(PROVIDED RECORDS begins)

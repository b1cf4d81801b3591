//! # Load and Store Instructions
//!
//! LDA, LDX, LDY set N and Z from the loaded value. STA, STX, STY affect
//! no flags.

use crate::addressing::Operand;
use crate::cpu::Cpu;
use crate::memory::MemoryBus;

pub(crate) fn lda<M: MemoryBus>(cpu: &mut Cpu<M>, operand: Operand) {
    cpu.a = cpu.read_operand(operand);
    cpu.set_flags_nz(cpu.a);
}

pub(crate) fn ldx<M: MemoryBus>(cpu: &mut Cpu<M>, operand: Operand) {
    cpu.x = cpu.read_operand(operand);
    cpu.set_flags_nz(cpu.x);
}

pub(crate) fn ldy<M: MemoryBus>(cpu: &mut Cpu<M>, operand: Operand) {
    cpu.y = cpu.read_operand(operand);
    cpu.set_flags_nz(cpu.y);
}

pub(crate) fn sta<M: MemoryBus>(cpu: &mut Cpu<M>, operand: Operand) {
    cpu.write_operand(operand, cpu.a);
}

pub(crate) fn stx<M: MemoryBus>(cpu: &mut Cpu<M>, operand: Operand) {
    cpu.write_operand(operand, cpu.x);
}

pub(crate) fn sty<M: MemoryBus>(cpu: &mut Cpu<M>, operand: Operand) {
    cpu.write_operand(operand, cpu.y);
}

(PROVIDED RECORDS ends)

> **WHAT IS NEEDED**
Output the entries above word for word.

> **SOLUTION FOR THIS EXERCISE**
repository b1cf4d81801b3591
//! # Load and Store Instructions
//!
//! LDA, LDX, LDY set N and Z from the loaded value. STA, STX, STY affect
//! no flags.

use crate::addressing::Operand;
use crate::cpu::Cpu;
use crate::memory::MemoryBus;

pub(crate) fn lda<M: MemoryBus>(cpu: &mut Cpu<M>, operand: Operand) {
    cpu.a = cpu.read_operand(operand);
    cpu.set_flags_nz(cpu.a);
}

pub(crate) fn ldx<M: MemoryBus>(cpu: &mut Cpu<M>, operand: Operand) {
    cpu.x = cpu.read_operand(operand);
    cpu.set_flags_nz(cpu.x);
}

pub(crate) fn ldy<M: MemoryBus>(cpu: &mut Cpu<M>, operand: Operand) {
    cpu.y = cpu.read_operand(operand);
    cpu.set_flags_nz(cpu.y);
}

pub(crate) fn sta<M: MemoryBus>(cpu: &mut Cpu<M>, operand: Operand) {
    cpu.write_operand(operand, cpu.a);
}

pub(crate) fn stx<M: MemoryBus>(cpu: &mut Cpu<M>, operand: Operand) {
    cpu.write_operand(operand, cpu.x);
}

pub(crate) fn sty<M: MemoryBus>(cpu: &mut Cpu<M>, operand: Operand) {
    cpu.write_operand(operand, cpu.y);
}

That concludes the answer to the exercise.